Focus: "Why does Simpson work so much better, and when should I reach for it — or for something else?"

At the junior level you learned the composite Simpson formula and saw, on one example, that it crushed the trapezoidal rule. Now we make that precise. The single most important fact at this level is the error formula for each rule — a closed expression for how wrong the estimate is. From the error formula everything else follows: why Simpson is O(h^4), how many slices you need for a target accuracy, when the trapezoid or midpoint is actually fine, and how the adaptive method decides where to spend effort.

The mental shift is this: at junior level you pick n and hope. At middle level you reason about error. You ask "what order does my rule converge at?", "how does the error scale when I refine?", and "can I estimate my own error and let the algorithm refine itself?" The answer to the last question is adaptive Simpson — the workhorse behind real integration libraries — which compares a coarse estimate to a refined one and recurses only into the regions that still disagree.


Deeper Concepts

Invariant: the Newton–Cotes idea

All the rules here (trapezoid, Simpson, and higher) are Newton–Cotes rules: replace f on a panel by the interpolating polynomial through equally spaced nodes, then integrate that polynomial exactly. The trapezoid uses a degree-1 interpolant (a line through 2 nodes); Simpson uses a degree-2 interpolant (a parabola through 3 nodes). The structural invariant is: the rule is exact whenever f equals its interpolating polynomial — i.e. whenever f is a polynomial of low enough degree. This is what "degree of precision" measures.

The single-panel error terms

For one panel, Taylor expansion of f against the interpolant yields:

Trapezoid (one panel, width h):   E = -(h^3 / 12) · f''(ξ)        for some ξ in the panel
Midpoint  (one panel, width h):   E = +(h^3 / 24) · f''(ξ)
Simpson   (one panel, width 2h):  E = -(h^5 / 90) · f''''(ξ)

Two observations. First, the midpoint error is half the trapezoid error and of opposite sign — a hint that some weighted blend of them is even better (that blend is essentially Simpson). Second, Simpson's per-panel error involves f'''' and h^5, not f'' and h^3. The f'''' is why Simpson is exact for cubics: the fourth derivative of any cubic is zero, so the error term vanishes.

Composite error: summing the panels

To integrate [a, b] we sum many panels.

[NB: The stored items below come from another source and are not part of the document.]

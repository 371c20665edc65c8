use crate::types::Severity;
use serde::{Deserialize, Serialize};

#[derive(Deserialize, Serialize, Debug, Clone, PartialEq)]
pub struct RuleBody {
    /// Stable identifier copied into findings as `ruleId`
    pub id: String,
    /// Message attached to every finding the rule produces
    pub description: String,
    /// Finding category (optional, defaults to "quality")
    #[serde(default = "default_category")]
    pub category: String,
    /// Finding severity (optional, defaults to "medium")
    #[serde(default)]
    pub severity: Severity,
    /// Regex matched against each added line of the diff
    pub pattern: String,
    /// Glob patterns to match files this rule applies to (optional, defaults to ["**/*"])
    #[serde(default = "default_scope")]
    pub scope: Vec<String>,
    /// Glob patterns to exclude from the matched scope (optional, defaults to [])
    #[serde(default)]
    pub exclude: Vec<String>,
    /// Mechanical rule: a line matching `pattern` is reliably fixed by `fix`
    #[serde(default)]
    pub trivial: bool,
    /// Automatic fix applied to a matching line (optional)
    #[serde(default, skip_serializing_if = "Option::is_none")]
    pub fix: Option<FixAction>,
    /// Suggestion attached to findings (optional)
    #[serde(default, skip_serializing_if = "Option::is_none")]
    pub tip: Option<String>,
}

/// How a rule rewrites a matching line
#[derive(Deserialize, Serialize, Debug, Clone, PartialEq, Eq)]
#[serde(rename_all = "lowercase")]
pub enum FixAction {
    /// Remove the whole line
    Delete,
    /// Replace every match of the rule pattern (supports `$1` captures)
    Replace(String),
}

fn default_category() -> String {
    "quality".to_string()
}

pub fn default_scope() -> Vec<String> {
    vec!["**/*".to_string()]
}

fn default_non_code_exclude() -> Vec<String> {
    vec![
        "**/*.md".into(),
        "**/*.toml".into(),
        "**/*.json".into(),
        "**/*.yaml".into(),
        "**/*.yml".into(),
        "**/*.xml".into(),
        "**/*.lock".into(),
        "**/*ignore".into(),
    ]
}

fn default_test_exclude() -> Vec<String> {
    vec![
        "**/*.test.*".into(),
        "**/*.spec.*".into(),
        "**/tests/**".into(),
        "**/__tests__/**".into(),
    ]
}

impl RuleBody {
    pub fn no_console() -> Self {
        Self {
            id: "no-console".into(),
            description: "Console statement left in code".into(),
            category: "style".into(),
            severity: Severity::Low,
            pattern: r"\bconsole\.(log|debug|info|trace|dir)\s*\(".into(),
            scope: vec!["**/*.{js,jsx,ts,tsx,mjs,cjs}".into()],
            exclude: default_test_exclude(),
            trivial: true,
            fix: Some(FixAction::Delete),
            tip: Some("Remove the statement or route it through the project logger.".into()),
        }
    }

    pub fn no_magic_numbers() -> Self {
        Self {
            id: "no-magic-numbers".into(),
            description: "Unexplained numeric literal".into(),
            category: "quality".into(),
            severity: Severity::Low,
            // Literals of 3+ digits used as operands; indexes and 0/1 stay quiet
            pattern: r"(?:[=<>+\-*/%(,]|\breturn)\s*-?\d{3,}(?:\.\d+)?\b".into(),
            scope: default_scope(),
            exclude: [default_non_code_exclude(), default_test_exclude()].concat(),
            trivial: false,
            fix: None,
            tip: Some("Extract the value into a named constant.".into()),
        }
    }

    pub fn no_empty_catch() -> Self {
        Self {
            id: "no-empty-catch".into(),
            description: "Empty catch block swallows errors".into(),
            category: "quality".into(),
            severity: Severity::Medium,
            pattern: r"catch(\s*\([^)]*\))?\s*\{\s*\}".into(),
            scope: default_scope(),
            exclude: default_non_code_exclude(),
            trivial: false,
            fix: Some(FixAction::Replace(
                "catch${1} { /* intentionally ignored */ }".into(),
            )),
            tip: Some("Handle the error or document why it is safe to ignore.".into()),
        }
    }

    pub fn no_todo() -> Self {
        Self {
            id: "no-todo".into(),
            description: "TODO marker added".into(),
            category: "style".into(),
            severity: Severity::Low,
            pattern: r"\b(TODO|FIXME|XXX)\b".into(),
            scope: default_scope(),
            exclude: vec!["**/*.md".into()],
            trivial: false,
            fix: None,
            tip: Some("Track the follow-up in an issue instead.".into()),
        }
    }

    pub fn builtin() -> Vec<Self> {
        vec![
            Self::no_console(),
            Self::no_magic_numbers(),
            Self::no_empty_catch(),
            Self::no_todo(),
        ]
    }
}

Summing n (or n/2) per-panel errors and applying the Mean Value Theorem for the derivative collapses the sum into one term:

Composite Trapezoid:  E_T = -(b - a) · h^2 / 12  · f''(ξ)     = O(h^2)
Composite Midpoint:   E_M = +(b - a) · h^2 / 24  · f''(ξ)     = O(h^2)
Composite Simpson:    E_S = -(b - a) · h^4 / 180 · f''''(ξ)   = O(h^4)

These three formulas are the heart of this whole topic. The (b-a) and the derivative factor are constants for a given problem; the h^k factor is what you control. (The full derivation — Taylor remainders, the MVT collapse, why the constant is exactly 1/180 — is in professional.md.)

Why O(h^4) is a big deal

Refine by halving h (doubling n):

Trapezoid: error × (1/2)^2 = 1/4   → ~0.6 extra correct digits per refinement
Simpson:   error × (1/2)^4 = 1/16  → ~1.2 extra correct digits per refinement

Simpson roughly doubles the rate at which digits appear. To get 8 correct digits on a smooth function you might need millions of trapezoid slices but only thousands of Simpson slices — orders of magnitude fewer function evaluations.

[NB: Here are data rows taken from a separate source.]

use super::autofix::{self, FixProposal};
use super::render::{self, Report};
use super::rules_agent::RuleAgent;
use super::worker::{self, OutputFileAgent, ReviewAgent, ReviewContext, WorkerResult};
use super::{aggregate, risk};
use crate::cli::{FixArgs, ReviewArgs};
use crate::config::{AutofixConfig, Config};
use crate::rule::RuleSet;
use crate::types::{FixSuggestion, Verdict};
use crate::util;
use anyhow::{Context, Result, bail};
use futures::future::join_all;
use std::collections::{BTreeMap, HashSet};
use std::time::Duration;
use tracing::{debug, error, info, trace, warn};

/// Orchestrate one review
///
/// - Resolves the base commit and collects changed files, diffs and commit messages
/// - Builds the agents: one per `--agent` output file plus the rule agent
/// - Runs them concurrently (with optional concurrency limit)
/// - Aggregates, assesses risk, estimates auto-fixes and writes the report
///
/// Returns `None` for a dry run, otherwise the verdict.
pub async fn orchestrate_and_run(args: &ReviewArgs, config: &Config) -> Result<Option<Verdict>> {
    let ctx = collect_context(&args.base)?;

    let rules = build_rule_set(config);
    let mut agents: Vec<Box<dyn ReviewAgent>> = Vec::new();
    for spec in &args.agents {
        agents.push(Box::new(OutputFileAgent::from_spec(spec)?));
    }
    if config.review.rules_agent {
        agents.push(Box::new(RuleAgent::new(rules.clone())));
    }
    info!("Registered {} agent(s)", agents.len());

    if args.dry_run {
        info!("Dry run - {} agents would review {} files:", agents.len(), ctx.changed_files.len());
        for agent in &agents {
            info!("  Agent '{}' as {}", agent.name(), agent.role());
        }
        for file in &ctx.changed_files {
            info!("  File: {}", file);
        }
        for commit in ctx.commit_messages.lines() {
            info!("  Commit: {}", commit);
        }
        return Ok(None);
    }

    let results = run_agents(&agents, &ctx, config).await;
    let failed = results.iter().filter(|r| r.set.failed).count();
    if failed > 0 {
        warn!("{} agent(s) failed and count as passing", failed);
    }

    let (sets, proposals): (Vec<_>, Vec<_>) = results.into_iter().map(|r| (r.set, r.fixes)).unzip();
    let proposals: Vec<FixProposal> = proposals.into_iter().flatten().collect();

    let risk = match args.risk {
        Some(risk) => {
            debug!("Risk overridden to {}", risk);
            risk
        }
        None => risk::assess_risk(&ctx.changed_files, &ctx.diffs, &config.risk),
    };
    let review = aggregate(&sets, risk, config);

    let autofix_config = with_threshold(&config.autofix, args.fix_threshold);
    let fixes = autofix::collect_fixes(&proposals, &rules, &autofix_config);

    let inline = render::inline_comments(&review, config.review.max_inline_comments);
    debug!("{} inline comment(s) within budget", inline.len());

    let report = Report {
        review: &review,
        agents: &sets,
        fixes: &fixes,
        risk,
        host: args.host,
        max_findings: config.review.max_inline_comments,
    };
    match &args.output {
        Some(path) => write_output(path, &report)?,
        None => print_report(&report),
    }

    info!(
        "Verdict: {} (score {}, {} event '{}')",
        review.verdict,
        review.overall_score,
        args.host,
        render::host_event(review.verdict, args.host)
    );
    if review.verdict == Verdict::RequestChanges {
        for reason in super::verdict::block_reasons(&review.findings, risk, &config.verdict) {
            error!("Blocking: {}", reason);
        }
        info!("If findings are misreported, refine policy in {}", args.config);
    }
    Ok(Some(review.verdict))
}

/// Propose auto-fixes for rule findings and optionally apply them
pub async fn run_fix(args: &FixArgs, config: &Config) -> Result<()> {
    let ctx = collect_context(&args.base)?;
    let rules = build_rule_set(config);
    let agent = RuleAgent::new(rules.clone());

    // The fix command reads the local diff only, so run the rule agent through the worker directly
    let exclude = util::build_globset(&config.review.exclude, "review.exclude");
    let result = worker::worker(
        &agent,
        &ctx,
        Duration::from_secs(config.review.agent_timeout_secs),
        &exclude,
        &config.scoring,
    )
    .await;

    let autofix_config = with_threshold(&config.autofix, args.threshold);
    let fixes = autofix::collect_fixes(&result.fixes, &rules, &autofix_config);
    info!(
        "{} fix(es) at confidence >= {}",
        fixes.len(),
        autofix_config.min_confidence
    );

    match &args.output {
        Some(path) if path.ends_with(".json") => {
            let content =
                serde_json::to_string_pretty(&fixes).context("Failed to serialize fixes")?;
            write_file(path, &content)?;
        }
        Some(path) if path.ends_with(".md") => write_file(path, &render::format_fixes(&fixes))?,
        Some(_) => bail!("Output file must end with .md or .json"),
        None => {
            for line in render::format_fixes(&fixes).lines() {
                info!("{}", line);
            }
        }
    }

    if args.apply {
        let applied = apply_fixes(&fixes)?;
        info!("Applied {} of {} fix(es)", applied, fixes.len());
    }
    Ok(())
}

fn collect_context(diff_base: &str) -> Result<ReviewContext> {
    let base = util::Base::resolve(diff_base)?;
    debug!("Resolved base: {}", base);

    debug!("Getting changed files for base");
    let changed_files = util::get_changed_files(&base)?;
    info!("Found {} changed files", changed_files.len());
    trace!("Changed files: {:?}", changed_files);

    debug!("Generating diffs for {} files", changed_files.len());
    let diffs = util::get_diffs(&base, &changed_files);

    debug!("Getting commit messages for base");
    let commit_messages = util::get_commit_messages(&base)?;

    Ok(ReviewContext {
        changed_files,
        diffs,
        commit_messages,
    })
}

fn build_rule_set(config: &Config) -> RuleSet {
    let rules = config
        .rules
        .iter()
        .cloned()
        .fold(RuleSet::builtin(), RuleSet::with_rule);
    debug!("Rule set has {} rule(s)", rules.len());
    rules
}

fn with_threshold(config: &AutofixConfig, threshold: Option<u8>) -> AutofixConfig {
    AutofixConfig {
        min_confidence: threshold.map_or(config.min_confidence, |t| t.min(100)),
        ..config.clone()
    }
}

/// Run every agent, returning results in registration order
pub async fn run_agents(
    agents: &[Box<dyn ReviewAgent>],
    ctx: &ReviewContext,
    config: &Config,
) -> Vec<WorkerResult> {
    let timeout = Duration::from_secs(config.review.agent_timeout_secs);
    let exclude = util::build_globset(&config.review.exclude, "review.exclude");

    debug!("Creating worker futures for {} agents", agents.len());
    let futures: Vec<_> = agents
        .iter()
        .enumerate()
        .map(|(i, agent)| {
            let exclude = &exclude;
            async move {
                let result =
                    worker::worker(agent.as_ref(), ctx, timeout, exclude, &config.scoring).await;
                (i, result)
            }
        })
        .collect();

    let max_parallel_agents = config.review.max_parallel_agents.filter(|max| *max > 0);
    if let Some(max) = max_parallel_agents {
        info!("Running agents with max parallelism: {}", max);
    } else {
        info!("Running agents with unlimited parallelism");
    }

    // Execute workers with optional concurrency limit
    let mut results = if let Some(max_workers) = max_parallel_agents {
        // Limit parallel execution using a worker pool
        use futures::stream::{FuturesUnordered, StreamExt};
        let mut stream = FuturesUnordered::new();
        let mut results = Vec::with_capacity(futures.len());
        let mut futures_iter = futures.into_iter();

        // Fill initial pool up to max_workers
        for _ in 0..max_workers.min(futures_iter.len()) {
            if let Some(fut) = futures_iter.next() {
                stream.push(fut);
            }
        }

        // As workers complete, spawn new ones to maintain pool size
        while let Some(result) = stream.next().await {
            results.push(result);
            if let Some(fut) = futures_iter.next() {
                stream.push(fut);
            }
        }

        results
    } else {
        // No limit - run all workers in parallel
        join_all(futures).await
    };

    // Completion order is arbitrary under the pool; restore registration order
    results.sort_by_key(|(i, _)| *i);
    let results: Vec<WorkerResult> = results.into_iter().map(|(_, r)| r).collect();

    let failed = results.iter().filter(|r| r.set.failed).count();
    info!(
        "Agents complete: {} succeeded, {} failed",
        results.len() - failed,
        failed
    );
    results
}

fn print_report(report: &Report) {
    for line in render::format_markdown(report).lines() {
        info!("{}", line);
    }
}

fn write_output(path: &str, report: &Report) -> Result<()> {
    let content = if path.ends_with(".json") {
        render::format_json(report, chrono::Utc::now())?
    } else if path.ends_with(".md") {
        render::format_markdown(report)
    } else {
        bail!("Output file must end with .md or .json");
    };
    write_file(path, &content)
}

fn write_file(path: &str, content: &str) -> Result<()> {
    std::fs::write(path, content).with_context(|| format!("Failed to write output file {}", path))?;
    info!("Results written to {}", path);
    Ok(())
}

/// Rewrite files in place; a fix is skipped when its line no longer holds the original code
///
/// Returns the number of fixes applied.
pub fn apply_fixes(fixes: &[FixSuggestion]) -> Result<usize> {
    let mut by_file: BTreeMap<&str, Vec<&FixSuggestion>> = BTreeMap::new();
    for fix in fixes {
        by_file.entry(fix.file.as_str()).or_default().push(fix);
    }

    let mut applied = 0;
    for (file, mut file_fixes) in by_file {
        let content =
            std::fs::read_to_string(file).with_context(|| format!("Failed to read {}", file))?;
        // Each line keeps its own terminator so untouched lines are written back as read
        let mut lines: Vec<(&str, &str)> =
            content.split_inclusive('\n').map(split_eol).collect();

        // Bottom-up so deletions do not shift the lines still to patch
        file_fixes.sort_by(|a, b| b.line.cmp(&a.line));
        let mut seen: HashSet<u32> = HashSet::new();
        for fix in file_fixes {
            if !seen.insert(fix.line) {
                debug!("{}:{} already patched, skipping", file, fix.line);
                continue;
            }
            let Some(index) = (fix.line as usize).checked_sub(1) else {
                continue;
            };
            if lines.get(index).map(|(body, _)| *body) != Some(fix.original_code.as_str()) {
                warn!("{}:{} changed since review, skipping fix", file, fix.line);
                continue;
            }
            if fix.is_deletion() {
                lines.remove(index);
            } else {
                lines[index].0 = fix.fixed_code.as_str();
            }
            applied += 1;
        }

        let patched: String = lines
            .iter()
            .flat_map(|(body, eol)| [*body, *eol])
            .collect();
        std::fs::write(file, patched).with_context(|| format!("Failed to write {}", file))?;
        debug!("Patched {}", file);
    }
    Ok(applied)
}

/// Split a line from `split_inclusive('\n')` into its body and terminator
fn split_eol(line: &str) -> (&str, &str) {
    if let Some(body) = line.strip_suffix("\r\n") {
        (body, "\r\n")
    } else if let Some(body) = line.strip_suffix('\n') {
        (body, "\n")
    } else {
        (line, "")
    }
}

Richardson extrapolation: getting O(h^4) from trapezoids

Because the trapezoid error has a clean h^2 leading term, you can extrapolate it away. If T(h) and T(h/2) are trapezoid estimates, then

S = (4·T(h/2) - T(h)) / 3

is exactly composite Simpson — the h^2 terms cancel, leaving O(h^4). Iterating this idea (cancel h^4, then h^6, ...) gives Romberg integration, a table of ever-higher-order estimates built purely from trapezoid evaluations. This is the cleanest way to see that "Simpson = trapezoid with one Richardson step."


The Error Orders Side by Side

Rule Nodes per panel Interpolant Per-panel error Composite error Degree of precision
Midpoint 1 (center) constant +(h^3/24) f'' O(h^2) 1
Trapezoid 2 line -(h^3/12) f'' O(h^2) 1
Simpson 1/3 3 parabola -(h^5/90) f'''' O(h^4) 3
Simpson 3/8 4 cubic -(3h^5/80) f'''' O(h^4) 3
Boole 5 quartic -(8h^7/945) f^(6) O(h^6) 5

Notice the pattern: rules using an odd number of nodes (midpoint=1, Simpson=3, Boole=5) get a bonus order from symmetry — degree of precision is one higher than the interpolant degree. That symmetry bonus is exactly why Simpson (parabola, degree 2) integrates cubics (degree 3) exactly. Even-node rules (trapezoid=2, Simpson 3/8=4) do not get the bonus.

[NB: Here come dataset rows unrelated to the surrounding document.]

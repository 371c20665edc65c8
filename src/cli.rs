use crate::review::render::Host;
use crate::types::RiskLevel;
use clap::{Parser, Subcommand};

// Display order for agent option (placed at top of help text)
const AGENT_DISPLAY_ORDER: usize = 0;
// Display order for log level option (placed at end of help text)
const LOG_LEVEL_DISPLAY_ORDER: usize = 100;

/// CLI arguments
#[derive(Parser)]
#[command(name = "tally", version, about = "Aggregate, deduplicate and score multi-agent code reviews", long_about = None)]
pub struct Cli {
    /// Log level (see https://docs.rs/tracing-subscriber/latest/tracing_subscriber/filter/struct.EnvFilter.html)
    /// [env: TALLY_LOG=] [default: info]
    #[arg(
        long,
        env = "TALLY_LOG",
        default_value = "info",
        global = true,
        hide_default_value = true,
        hide_env = true,
        display_order = LOG_LEVEL_DISPLAY_ORDER,
        verbatim_doc_comment
    )]
    pub log_level: String,

    #[command(subcommand)]
    pub command: Commands,
}

/// CLI subcommands
#[derive(Subcommand)]
pub enum Commands {
    /// Initialize a default tally.toml config file
    Init(InitArgs),
    /// Aggregate agent outputs and the rule scan into one scored review
    Review(ReviewArgs),
    /// Propose auto-fixes for rule findings in the diff
    Fix(FixArgs),
    /// Print the JSON schema of the finding format agents may emit
    Schema,
}

/// Arguments for the init command
#[derive(Parser)]
pub struct InitArgs {
    /// Path to config file
    #[arg(long, default_value = "tally.toml")]
    pub config: String,

    /// Override existing config file
    #[arg(long)]
    pub r#override: bool,
}

/// Arguments for the review command
#[derive(Parser, Debug)]
pub struct ReviewArgs {
    /// Base commit to compare against.
    /// Examples: HEAD^ or ^, HEAD~1 or ~1, commit hash, @{1.day.ago}.
    /// HEAD for uncommitted changes, ROOT for all files
    /// [default: HEAD if uncommitted changes exist, otherwise ^]
    #[arg(
        long,
        default_value = "",
        hide_default_value = true,
        verbatim_doc_comment
    )]
    pub base: String,

    /// Path to config file (initialize with `tally init`)
    #[arg(long, default_value = "tally.toml")]
    pub config: String,

    /// Override config values using dot notation (e.g. verdict.approve_threshold=90)
    #[arg(long = "config-override")]
    pub config_overrides: Vec<String>,

    /// Raw agent output file as NAME[:ROLE]=PATH (repeatable).
    /// ROLE is one of security, quality, performance, testing, style, summary, other;
    /// when omitted it is inferred from NAME
    #[arg(long = "agent", display_order = AGENT_DISPLAY_ORDER, verbatim_doc_comment)]
    pub agents: Vec<String>,

    /// Risk level of the change set (low, medium, high) [default: assessed from the diff]
    #[arg(long)]
    pub risk: Option<RiskLevel>,

    /// Code host whose review event vocabulary is reported (github, gitlab)
    #[arg(long, default_value = "github")]
    pub host: Host,

    /// Minimum confidence for reported auto-fixes [default: autofix.min_confidence]
    #[arg(long)]
    pub fix_threshold: Option<u8>,

    /// Dry run: only show agents and changed files without reviewing
    #[arg(long)]
    pub dry_run: bool,

    /// Output file path (.md or .json)
    #[arg(long)]
    pub output: Option<String>,
}

/// Arguments for the fix command
#[derive(Parser, Debug)]
pub struct FixArgs {
    /// Base commit to compare against (same forms as `review --base`)
    #[arg(long, default_value = "", hide_default_value = true)]
    pub base: String,

    /// Path to config file
    #[arg(long, default_value = "tally.toml")]
    pub config: String,

    /// Override config values using dot notation (e.g. autofix.min_confidence=90)
    #[arg(long = "config-override")]
    pub config_overrides: Vec<String>,

    /// Minimum confidence for a fix to be reported or applied [default: autofix.min_confidence]
    #[arg(long)]
    pub threshold: Option<u8>,

    /// Rewrite the working tree files with the fixes
    #[arg(long)]
    pub apply: bool,

    /// Output file path (.md or .json)
    #[arg(long)]
    pub output: Option<String>,
}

Comparison with Alternatives

Attribute Simpson 1/3 Trapezoidal Midpoint Gaussian quadrature (n-point)
Error order (equal spacing) O(h^4) O(h^2) O(h^2) exact to degree 2n-1
Nodes needed n+1 (n even) n+1 n n (non-uniform)
Uses endpoints? Yes Yes No No
Exact for polynomials up to degree 3 degree 1 degree 1 degree 2n-1
Works on tabulated data? Yes (even spacing) Yes (any spacing) Needs midpoints No (needs special nodes)
Handles endpoint singularity? No (samples endpoints) No Yes (open rule) Often yes (open)
Best for smooth f, even grid rough estimate, scattered data open intervals, simple very smooth f, max accuracy per eval

Choose Simpson when: f is smooth, you can sample on a uniform even grid, and you want excellent accuracy with a trivially simple formula. Choose the trapezoid when: you only have irregularly spaced data, or you need a quick lower-effort estimate, or you plan to Richardson-extrapolate. Choose the midpoint when: the integrand misbehaves at the endpoints (it never samples them) but is fine inside. Choose Gaussian quadrature when: f is very smooth and function evaluations are expensive — Gauss gets degree 2n-1 accuracy from just n cleverly placed nodes (covered in senior.md).


Adaptive Simpson

A fixed n wastes effort: it uses the same fine grid over the flat parts of f (where a coarse grid would do) as over the wiggly parts (where even a fine grid struggles). Adaptive Simpson fixes this by recursively subdividing only where needed.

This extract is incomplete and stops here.